RECORDS FOR THE TASK —
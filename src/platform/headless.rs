//! In-memory render surface
//!
//! Holds scripted window/timing/input state and records every draw call as a
//! [`DrawCommand`], already converted to quad vertices.

use std::collections::HashSet;

use super::{Effect, Key, RenderSurface};
use crate::channels;
use crate::math::{Vec2, Vec4};
use crate::renderer::{EffectUniforms, QuadVertex, quad};

/// How a rectangle is filled
#[derive(Debug, Clone, Copy, PartialEq)]
pub enum Fill {
    Color(Vec4),
    Effect(Effect),
}

/// A recorded draw call
#[derive(Debug, Clone, PartialEq)]
pub enum DrawCommand {
    Clear(Vec4),
    Background {
        effect: Effect,
        uniforms: EffectUniforms,
    },
    Rect {
        ll: Vec2,
        ur: Vec2,
        fill: Fill,
        vertices: [QuadVertex; 4],
    },
}

#[derive(Debug, Clone)]
pub struct HeadlessSurface {
    size: (i32, i32),
    frame_time: f32,
    elapsed: f32,
    cursor: Vec2,
    keys: HashSet<Key>,
    commands: Vec<DrawCommand>,
}

impl HeadlessSurface {
    pub fn new(width: i32, height: i32) -> Self {
        log::info!(target: channels::RENDERER, "Headless surface {}x{}", width, height);
        Self {
            size: (width, height),
            frame_time: 1.0 / 60.0,
            elapsed: 0.0,
            cursor: Vec2::zeros(),
            keys: HashSet::new(),
            commands: Vec::new(),
        }
    }

    pub fn set_window_size(&mut self, width: i32, height: i32) {
        self.size = (width, height);
    }

    pub fn set_cursor(&mut self, pos: Vec2) {
        self.cursor = pos;
    }

    pub fn press(&mut self, key: Key) {
        self.keys.insert(key);
    }

    pub fn release(&mut self, key: Key) {
        self.keys.remove(&key);
    }

    pub fn release_all(&mut self) {
        self.keys.clear();
    }

    /// Start a new frame that took `dt` seconds
    pub fn advance(&mut self, dt: f32) {
        self.frame_time = dt;
        self.elapsed += dt;
    }

    pub fn commands(&self) -> &[DrawCommand] {
        &self.commands
    }

    /// Drain the recorded commands, typically once per frame
    pub fn take_commands(&mut self) -> Vec<DrawCommand> {
        std::mem::take(&mut self.commands)
    }

    fn push_rect(&mut self, ll: Vec2, ur: Vec2, fill: Fill) {
        let vertices = quad(ll, ur, self.size);
        self.commands.push(DrawCommand::Rect {
            ll,
            ur,
            fill,
            vertices,
        });
    }
}

impl RenderSurface for HeadlessSurface {
    fn window_size(&self) -> (i32, i32) {
        self.size
    }

    fn frame_time(&self) -> f32 {
        self.frame_time
    }

    fn elapsed_secs(&self) -> f32 {
        self.elapsed
    }

    fn cursor_pos(&self) -> Vec2 {
        self.cursor
    }

    fn is_key_down(&self, key: Key) -> bool {
        self.keys.contains(&key)
    }

    fn clear(&mut self, color: Vec4) {
        self.commands.push(DrawCommand::Clear(color));
    }

    fn background(&mut self, effect: Effect, highlight: Vec2) {
        let uniforms = EffectUniforms::new(effect, self.elapsed, highlight, self.size);
        self.commands.push(DrawCommand::Background { effect, uniforms });
    }

    fn draw_rect(&mut self, ll: Vec2, ur: Vec2, color: Vec4) {
        self.push_rect(ll, ur, Fill::Color(color));
    }

    fn draw_rect_effect(&mut self, ll: Vec2, ur: Vec2, effect: Effect) {
        self.push_rect(ll, ur, Fill::Effect(effect));
    }
}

YOUR ASSIGNMENT —
Scan the records above for the string "PartialEq", and copy every line where it turns up.

WRITTEN ANSWER —
#[derive(Debug, Clone, Copy, PartialEq)]
#[derive(Debug, Clone, PartialEq)]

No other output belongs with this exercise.